- **Exercise goal**
Begin at the top of the following data. Copy each line exactly until you have copied the line containing "Returns the names".

- **Available data**
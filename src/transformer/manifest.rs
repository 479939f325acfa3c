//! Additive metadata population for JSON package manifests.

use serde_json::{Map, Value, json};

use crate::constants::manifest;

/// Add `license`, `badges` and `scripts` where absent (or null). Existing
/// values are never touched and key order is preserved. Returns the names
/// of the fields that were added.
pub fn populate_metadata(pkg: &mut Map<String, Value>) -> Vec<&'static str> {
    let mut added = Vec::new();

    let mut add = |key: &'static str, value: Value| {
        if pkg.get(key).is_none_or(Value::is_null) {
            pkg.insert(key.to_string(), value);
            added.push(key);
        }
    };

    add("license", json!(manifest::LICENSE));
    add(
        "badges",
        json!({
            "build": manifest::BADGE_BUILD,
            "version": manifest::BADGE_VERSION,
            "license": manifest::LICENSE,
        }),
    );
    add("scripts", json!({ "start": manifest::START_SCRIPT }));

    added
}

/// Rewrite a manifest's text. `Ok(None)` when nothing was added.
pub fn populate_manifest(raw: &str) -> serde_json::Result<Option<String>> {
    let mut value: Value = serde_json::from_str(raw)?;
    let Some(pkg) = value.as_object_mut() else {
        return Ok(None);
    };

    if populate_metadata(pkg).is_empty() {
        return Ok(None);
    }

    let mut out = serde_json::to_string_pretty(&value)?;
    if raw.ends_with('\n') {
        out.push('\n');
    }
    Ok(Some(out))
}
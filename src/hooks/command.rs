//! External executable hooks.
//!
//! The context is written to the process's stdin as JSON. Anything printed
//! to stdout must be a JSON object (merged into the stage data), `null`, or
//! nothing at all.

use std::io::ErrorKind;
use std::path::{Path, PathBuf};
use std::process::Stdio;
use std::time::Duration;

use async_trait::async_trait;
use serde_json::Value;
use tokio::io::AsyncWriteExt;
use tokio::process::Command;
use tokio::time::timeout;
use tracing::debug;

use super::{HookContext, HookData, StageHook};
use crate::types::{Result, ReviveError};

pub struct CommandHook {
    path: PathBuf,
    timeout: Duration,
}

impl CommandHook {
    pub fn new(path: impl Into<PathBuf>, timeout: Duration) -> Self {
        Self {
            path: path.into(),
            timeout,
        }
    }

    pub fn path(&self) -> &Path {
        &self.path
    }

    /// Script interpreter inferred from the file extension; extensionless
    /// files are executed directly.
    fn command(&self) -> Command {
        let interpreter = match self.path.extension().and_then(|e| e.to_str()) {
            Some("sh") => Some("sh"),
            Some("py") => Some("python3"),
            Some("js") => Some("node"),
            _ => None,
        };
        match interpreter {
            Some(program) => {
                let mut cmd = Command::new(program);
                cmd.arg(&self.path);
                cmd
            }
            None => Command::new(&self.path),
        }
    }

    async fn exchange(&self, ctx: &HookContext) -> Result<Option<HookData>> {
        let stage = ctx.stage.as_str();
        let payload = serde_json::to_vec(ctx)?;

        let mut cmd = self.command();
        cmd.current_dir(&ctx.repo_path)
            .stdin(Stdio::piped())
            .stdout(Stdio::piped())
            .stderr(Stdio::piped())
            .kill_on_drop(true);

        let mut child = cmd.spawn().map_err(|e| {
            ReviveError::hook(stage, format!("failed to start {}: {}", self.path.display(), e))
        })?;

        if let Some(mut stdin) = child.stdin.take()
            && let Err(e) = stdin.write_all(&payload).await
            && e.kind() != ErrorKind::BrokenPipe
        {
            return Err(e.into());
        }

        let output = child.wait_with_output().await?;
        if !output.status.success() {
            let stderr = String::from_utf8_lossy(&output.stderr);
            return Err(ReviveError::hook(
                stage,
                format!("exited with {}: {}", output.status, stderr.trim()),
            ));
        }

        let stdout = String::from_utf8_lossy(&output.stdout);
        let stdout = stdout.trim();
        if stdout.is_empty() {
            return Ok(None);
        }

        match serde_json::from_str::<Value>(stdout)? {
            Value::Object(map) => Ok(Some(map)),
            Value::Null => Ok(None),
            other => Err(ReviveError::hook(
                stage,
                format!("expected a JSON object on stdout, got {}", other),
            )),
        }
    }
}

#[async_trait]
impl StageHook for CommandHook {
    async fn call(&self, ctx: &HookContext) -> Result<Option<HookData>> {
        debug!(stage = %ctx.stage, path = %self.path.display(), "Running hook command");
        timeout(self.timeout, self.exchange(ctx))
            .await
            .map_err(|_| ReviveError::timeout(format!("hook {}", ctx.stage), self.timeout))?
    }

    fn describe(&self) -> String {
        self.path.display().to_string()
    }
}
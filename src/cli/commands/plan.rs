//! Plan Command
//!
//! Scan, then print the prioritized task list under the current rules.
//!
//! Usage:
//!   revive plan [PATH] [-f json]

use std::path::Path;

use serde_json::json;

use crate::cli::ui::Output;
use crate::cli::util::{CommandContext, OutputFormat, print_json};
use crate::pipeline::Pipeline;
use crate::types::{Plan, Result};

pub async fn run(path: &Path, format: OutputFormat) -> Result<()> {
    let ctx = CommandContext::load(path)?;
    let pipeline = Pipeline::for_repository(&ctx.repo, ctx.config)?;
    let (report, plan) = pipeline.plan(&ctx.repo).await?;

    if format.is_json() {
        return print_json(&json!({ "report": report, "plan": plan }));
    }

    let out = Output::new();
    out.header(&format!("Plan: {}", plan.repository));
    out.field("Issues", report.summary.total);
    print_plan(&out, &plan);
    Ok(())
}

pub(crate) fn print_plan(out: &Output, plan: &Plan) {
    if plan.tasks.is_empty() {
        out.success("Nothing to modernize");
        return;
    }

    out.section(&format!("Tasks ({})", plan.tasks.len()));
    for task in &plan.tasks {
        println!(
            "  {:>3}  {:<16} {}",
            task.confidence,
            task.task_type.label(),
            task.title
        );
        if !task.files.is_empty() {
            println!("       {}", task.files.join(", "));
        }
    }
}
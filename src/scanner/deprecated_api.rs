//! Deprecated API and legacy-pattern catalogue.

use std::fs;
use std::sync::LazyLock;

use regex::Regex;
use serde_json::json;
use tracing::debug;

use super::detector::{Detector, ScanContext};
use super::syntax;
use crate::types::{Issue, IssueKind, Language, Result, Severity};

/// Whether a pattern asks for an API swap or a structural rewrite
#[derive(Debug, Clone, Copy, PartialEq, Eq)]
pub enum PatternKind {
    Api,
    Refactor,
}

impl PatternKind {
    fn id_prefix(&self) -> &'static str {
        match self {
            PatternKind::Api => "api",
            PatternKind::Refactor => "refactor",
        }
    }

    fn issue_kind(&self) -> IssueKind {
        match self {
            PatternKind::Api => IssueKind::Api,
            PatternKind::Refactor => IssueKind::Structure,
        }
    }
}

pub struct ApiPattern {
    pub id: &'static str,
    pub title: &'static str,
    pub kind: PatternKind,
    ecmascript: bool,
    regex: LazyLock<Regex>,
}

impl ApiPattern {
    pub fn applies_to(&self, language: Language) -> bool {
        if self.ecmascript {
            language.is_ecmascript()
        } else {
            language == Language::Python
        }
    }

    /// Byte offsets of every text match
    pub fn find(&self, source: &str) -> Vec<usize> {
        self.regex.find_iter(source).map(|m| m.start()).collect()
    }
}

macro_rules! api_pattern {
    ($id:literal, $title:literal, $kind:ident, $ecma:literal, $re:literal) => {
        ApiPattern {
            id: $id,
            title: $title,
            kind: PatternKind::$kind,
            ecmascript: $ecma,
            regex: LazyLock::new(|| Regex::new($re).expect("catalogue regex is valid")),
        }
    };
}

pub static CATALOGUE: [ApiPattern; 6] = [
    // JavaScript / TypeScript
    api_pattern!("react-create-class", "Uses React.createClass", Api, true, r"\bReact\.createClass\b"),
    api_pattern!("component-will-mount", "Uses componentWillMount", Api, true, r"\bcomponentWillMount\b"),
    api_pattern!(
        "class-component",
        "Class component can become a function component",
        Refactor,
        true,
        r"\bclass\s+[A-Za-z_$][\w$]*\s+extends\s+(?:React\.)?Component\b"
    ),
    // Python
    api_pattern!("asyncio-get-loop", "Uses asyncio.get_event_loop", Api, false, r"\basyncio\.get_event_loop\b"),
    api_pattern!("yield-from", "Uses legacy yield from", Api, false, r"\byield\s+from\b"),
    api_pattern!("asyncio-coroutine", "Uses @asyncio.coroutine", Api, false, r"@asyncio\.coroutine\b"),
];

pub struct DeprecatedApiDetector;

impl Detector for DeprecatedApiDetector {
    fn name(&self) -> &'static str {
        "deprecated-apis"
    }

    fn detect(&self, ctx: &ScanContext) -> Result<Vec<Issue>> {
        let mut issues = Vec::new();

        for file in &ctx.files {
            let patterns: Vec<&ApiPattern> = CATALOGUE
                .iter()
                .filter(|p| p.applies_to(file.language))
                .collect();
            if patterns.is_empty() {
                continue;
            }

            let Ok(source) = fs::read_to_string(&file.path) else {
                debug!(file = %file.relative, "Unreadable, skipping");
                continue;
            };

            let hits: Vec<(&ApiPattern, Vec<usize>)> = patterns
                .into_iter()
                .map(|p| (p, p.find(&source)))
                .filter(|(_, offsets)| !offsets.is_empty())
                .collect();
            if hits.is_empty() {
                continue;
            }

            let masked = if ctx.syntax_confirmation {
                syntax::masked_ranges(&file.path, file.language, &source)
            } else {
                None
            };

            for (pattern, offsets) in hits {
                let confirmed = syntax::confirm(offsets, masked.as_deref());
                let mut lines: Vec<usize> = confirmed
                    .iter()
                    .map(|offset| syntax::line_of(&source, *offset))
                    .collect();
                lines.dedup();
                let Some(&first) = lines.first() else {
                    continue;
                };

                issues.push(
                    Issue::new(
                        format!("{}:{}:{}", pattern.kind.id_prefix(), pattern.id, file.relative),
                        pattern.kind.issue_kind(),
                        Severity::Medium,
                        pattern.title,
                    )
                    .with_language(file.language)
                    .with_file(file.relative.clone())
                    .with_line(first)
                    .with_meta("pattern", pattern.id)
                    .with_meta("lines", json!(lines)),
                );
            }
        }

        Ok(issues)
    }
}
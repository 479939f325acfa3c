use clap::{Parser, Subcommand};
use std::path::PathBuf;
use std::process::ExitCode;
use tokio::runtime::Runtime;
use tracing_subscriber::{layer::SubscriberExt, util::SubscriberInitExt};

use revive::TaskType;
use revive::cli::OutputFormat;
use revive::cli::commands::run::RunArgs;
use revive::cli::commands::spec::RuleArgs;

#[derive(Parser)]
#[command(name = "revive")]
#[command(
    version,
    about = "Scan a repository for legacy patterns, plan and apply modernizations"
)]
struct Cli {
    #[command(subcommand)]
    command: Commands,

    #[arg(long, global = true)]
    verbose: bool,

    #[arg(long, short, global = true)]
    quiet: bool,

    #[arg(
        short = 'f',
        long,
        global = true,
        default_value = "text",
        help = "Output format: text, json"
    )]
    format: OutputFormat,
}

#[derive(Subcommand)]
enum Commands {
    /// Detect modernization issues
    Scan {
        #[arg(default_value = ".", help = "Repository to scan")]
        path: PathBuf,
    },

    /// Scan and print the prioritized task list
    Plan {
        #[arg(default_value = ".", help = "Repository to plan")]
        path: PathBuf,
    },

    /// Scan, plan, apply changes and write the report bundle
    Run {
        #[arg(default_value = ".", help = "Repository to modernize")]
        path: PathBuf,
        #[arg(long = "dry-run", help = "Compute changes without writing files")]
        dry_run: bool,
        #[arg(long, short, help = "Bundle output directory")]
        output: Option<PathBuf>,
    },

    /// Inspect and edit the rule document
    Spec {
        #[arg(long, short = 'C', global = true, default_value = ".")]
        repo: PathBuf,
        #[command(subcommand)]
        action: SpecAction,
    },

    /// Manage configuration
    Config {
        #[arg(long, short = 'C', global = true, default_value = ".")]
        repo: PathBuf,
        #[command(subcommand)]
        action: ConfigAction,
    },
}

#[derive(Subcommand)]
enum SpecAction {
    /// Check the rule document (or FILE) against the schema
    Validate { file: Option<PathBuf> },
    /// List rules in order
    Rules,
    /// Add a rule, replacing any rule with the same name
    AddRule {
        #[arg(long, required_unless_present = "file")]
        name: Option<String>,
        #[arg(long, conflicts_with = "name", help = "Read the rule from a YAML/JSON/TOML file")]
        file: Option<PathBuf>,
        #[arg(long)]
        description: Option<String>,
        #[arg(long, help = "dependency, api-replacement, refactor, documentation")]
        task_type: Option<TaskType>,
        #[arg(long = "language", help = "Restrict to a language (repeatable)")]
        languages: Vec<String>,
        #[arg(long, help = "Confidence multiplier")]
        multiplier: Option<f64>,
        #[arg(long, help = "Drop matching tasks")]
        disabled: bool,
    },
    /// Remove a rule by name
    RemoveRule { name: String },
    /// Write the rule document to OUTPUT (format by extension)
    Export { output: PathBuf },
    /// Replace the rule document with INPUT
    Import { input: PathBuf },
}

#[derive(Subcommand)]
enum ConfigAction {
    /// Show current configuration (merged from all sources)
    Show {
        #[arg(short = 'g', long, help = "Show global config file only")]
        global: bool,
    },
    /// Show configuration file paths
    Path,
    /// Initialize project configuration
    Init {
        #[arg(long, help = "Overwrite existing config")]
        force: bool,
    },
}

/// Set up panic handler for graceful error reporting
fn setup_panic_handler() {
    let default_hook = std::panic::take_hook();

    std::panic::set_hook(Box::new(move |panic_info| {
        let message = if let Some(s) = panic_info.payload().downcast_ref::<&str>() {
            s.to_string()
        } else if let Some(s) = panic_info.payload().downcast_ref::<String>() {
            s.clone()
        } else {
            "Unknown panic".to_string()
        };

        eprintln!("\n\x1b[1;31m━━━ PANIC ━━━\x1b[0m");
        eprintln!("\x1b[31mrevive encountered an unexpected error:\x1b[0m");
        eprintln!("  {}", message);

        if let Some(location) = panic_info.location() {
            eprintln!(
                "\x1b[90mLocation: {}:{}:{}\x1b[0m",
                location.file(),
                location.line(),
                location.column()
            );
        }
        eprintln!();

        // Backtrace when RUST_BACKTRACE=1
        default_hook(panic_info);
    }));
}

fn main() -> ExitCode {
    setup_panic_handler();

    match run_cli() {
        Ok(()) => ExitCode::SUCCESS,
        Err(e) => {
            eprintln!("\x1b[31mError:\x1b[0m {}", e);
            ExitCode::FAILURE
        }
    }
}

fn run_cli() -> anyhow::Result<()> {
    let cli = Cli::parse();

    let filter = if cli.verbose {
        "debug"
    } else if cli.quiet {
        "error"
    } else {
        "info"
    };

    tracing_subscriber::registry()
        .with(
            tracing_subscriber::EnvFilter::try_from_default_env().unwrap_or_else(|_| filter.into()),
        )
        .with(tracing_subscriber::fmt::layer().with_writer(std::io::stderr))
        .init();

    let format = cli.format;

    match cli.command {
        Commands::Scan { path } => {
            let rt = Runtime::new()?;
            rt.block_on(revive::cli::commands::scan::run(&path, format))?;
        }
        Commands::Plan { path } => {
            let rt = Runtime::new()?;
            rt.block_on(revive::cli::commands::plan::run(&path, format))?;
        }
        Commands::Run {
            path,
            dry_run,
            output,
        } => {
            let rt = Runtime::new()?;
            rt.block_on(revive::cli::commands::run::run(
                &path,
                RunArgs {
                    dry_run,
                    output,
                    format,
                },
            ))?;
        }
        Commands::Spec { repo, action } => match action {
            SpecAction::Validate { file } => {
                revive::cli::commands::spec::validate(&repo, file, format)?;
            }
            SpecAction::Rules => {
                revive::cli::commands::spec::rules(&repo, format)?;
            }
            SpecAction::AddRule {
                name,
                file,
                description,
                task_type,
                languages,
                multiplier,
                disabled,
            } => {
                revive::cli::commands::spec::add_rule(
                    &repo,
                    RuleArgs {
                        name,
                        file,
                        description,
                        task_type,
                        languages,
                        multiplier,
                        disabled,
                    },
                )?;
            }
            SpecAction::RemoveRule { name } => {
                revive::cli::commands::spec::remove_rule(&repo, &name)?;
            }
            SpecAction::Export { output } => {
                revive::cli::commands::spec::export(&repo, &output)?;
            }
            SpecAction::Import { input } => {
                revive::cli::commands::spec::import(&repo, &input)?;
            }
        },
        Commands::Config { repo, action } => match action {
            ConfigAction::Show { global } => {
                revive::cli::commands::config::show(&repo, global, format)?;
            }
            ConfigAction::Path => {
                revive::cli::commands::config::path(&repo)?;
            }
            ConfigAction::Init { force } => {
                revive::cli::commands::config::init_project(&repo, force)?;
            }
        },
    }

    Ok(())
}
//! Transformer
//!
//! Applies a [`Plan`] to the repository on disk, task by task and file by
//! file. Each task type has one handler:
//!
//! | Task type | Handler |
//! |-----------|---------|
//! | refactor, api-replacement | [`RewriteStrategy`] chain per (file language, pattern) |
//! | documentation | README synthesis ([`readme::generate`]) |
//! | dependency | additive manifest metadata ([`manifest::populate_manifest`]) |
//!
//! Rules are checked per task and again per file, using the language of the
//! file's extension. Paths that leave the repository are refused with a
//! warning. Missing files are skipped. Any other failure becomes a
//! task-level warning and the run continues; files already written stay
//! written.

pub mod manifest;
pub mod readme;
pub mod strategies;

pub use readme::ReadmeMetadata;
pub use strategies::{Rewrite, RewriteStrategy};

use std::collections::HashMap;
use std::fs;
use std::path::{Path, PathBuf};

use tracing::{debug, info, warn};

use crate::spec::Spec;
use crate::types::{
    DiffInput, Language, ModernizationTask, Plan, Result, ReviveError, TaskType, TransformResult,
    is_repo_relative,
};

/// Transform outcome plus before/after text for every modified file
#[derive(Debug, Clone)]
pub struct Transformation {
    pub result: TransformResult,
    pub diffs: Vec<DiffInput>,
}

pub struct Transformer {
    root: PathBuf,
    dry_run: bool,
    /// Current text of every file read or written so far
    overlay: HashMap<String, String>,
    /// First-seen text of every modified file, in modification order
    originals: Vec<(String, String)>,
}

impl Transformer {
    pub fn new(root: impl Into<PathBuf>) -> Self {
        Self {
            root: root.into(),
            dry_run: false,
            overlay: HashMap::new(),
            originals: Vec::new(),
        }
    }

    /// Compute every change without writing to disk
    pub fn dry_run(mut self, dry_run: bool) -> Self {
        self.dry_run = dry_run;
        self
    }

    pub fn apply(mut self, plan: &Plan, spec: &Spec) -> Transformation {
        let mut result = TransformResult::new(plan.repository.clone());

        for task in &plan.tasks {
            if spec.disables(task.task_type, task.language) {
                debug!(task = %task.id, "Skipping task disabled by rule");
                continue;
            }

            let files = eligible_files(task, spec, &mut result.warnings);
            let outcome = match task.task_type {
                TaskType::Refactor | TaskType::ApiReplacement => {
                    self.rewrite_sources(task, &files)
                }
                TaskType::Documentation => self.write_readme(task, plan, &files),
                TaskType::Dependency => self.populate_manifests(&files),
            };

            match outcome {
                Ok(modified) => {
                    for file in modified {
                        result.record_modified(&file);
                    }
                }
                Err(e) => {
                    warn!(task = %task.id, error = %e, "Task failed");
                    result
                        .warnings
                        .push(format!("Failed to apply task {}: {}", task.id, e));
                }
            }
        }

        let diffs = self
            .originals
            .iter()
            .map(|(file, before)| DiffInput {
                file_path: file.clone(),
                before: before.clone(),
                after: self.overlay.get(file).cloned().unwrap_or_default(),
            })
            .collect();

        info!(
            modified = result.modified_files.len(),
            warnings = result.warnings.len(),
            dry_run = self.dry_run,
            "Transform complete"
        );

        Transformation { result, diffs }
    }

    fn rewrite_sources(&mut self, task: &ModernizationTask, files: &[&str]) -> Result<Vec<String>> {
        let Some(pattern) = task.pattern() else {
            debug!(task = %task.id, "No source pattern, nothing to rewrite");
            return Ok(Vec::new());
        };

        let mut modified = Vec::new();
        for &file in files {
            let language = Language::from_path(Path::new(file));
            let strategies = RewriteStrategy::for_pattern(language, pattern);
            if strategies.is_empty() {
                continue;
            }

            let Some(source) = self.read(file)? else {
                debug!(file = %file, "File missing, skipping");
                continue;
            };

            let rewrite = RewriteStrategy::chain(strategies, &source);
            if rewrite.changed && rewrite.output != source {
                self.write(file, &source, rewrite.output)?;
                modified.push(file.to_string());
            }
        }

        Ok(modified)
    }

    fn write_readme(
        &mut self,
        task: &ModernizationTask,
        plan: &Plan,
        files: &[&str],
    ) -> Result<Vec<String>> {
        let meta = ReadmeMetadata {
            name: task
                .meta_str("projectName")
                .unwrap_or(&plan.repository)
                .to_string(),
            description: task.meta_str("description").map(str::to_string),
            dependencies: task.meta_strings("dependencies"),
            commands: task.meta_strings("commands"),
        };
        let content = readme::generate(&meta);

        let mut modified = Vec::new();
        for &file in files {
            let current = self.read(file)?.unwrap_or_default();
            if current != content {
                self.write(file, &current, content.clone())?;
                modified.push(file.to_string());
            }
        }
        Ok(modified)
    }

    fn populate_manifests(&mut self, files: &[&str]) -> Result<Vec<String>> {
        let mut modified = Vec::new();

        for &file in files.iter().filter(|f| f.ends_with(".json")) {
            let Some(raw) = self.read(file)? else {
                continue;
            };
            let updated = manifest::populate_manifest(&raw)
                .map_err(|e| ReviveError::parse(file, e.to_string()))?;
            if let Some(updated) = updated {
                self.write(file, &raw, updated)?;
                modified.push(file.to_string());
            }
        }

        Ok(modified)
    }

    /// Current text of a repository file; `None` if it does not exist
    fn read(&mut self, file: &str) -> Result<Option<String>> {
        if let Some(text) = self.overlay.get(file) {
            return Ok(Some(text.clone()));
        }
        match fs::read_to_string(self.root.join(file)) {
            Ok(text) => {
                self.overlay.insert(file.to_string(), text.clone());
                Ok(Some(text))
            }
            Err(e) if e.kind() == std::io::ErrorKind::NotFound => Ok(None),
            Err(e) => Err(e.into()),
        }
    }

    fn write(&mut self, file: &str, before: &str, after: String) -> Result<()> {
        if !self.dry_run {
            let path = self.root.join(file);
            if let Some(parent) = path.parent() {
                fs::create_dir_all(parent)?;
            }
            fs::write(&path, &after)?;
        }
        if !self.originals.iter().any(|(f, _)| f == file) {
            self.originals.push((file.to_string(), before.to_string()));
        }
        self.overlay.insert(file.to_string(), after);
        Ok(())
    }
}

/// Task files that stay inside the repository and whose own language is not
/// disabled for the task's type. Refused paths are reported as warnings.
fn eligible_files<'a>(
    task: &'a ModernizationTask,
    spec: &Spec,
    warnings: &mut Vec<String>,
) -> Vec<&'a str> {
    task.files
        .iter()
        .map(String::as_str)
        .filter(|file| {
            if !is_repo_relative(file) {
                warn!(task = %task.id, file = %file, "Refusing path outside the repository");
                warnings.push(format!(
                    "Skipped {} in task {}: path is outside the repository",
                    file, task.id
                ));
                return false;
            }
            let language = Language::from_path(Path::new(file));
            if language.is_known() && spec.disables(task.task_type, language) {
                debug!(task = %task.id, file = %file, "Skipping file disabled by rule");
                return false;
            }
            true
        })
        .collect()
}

- **Solution for this problem**
filename src/transformer/manifest.rs
repository 479939f325acfa3c
//! Additive metadata population for JSON package manifests.

use serde_json::{Map, Value, json};

use crate::constants::manifest;

/// Add `license`, `badges` and `scripts` where absent (or null). Existing
/// values are never touched and key order is preserved. Returns the names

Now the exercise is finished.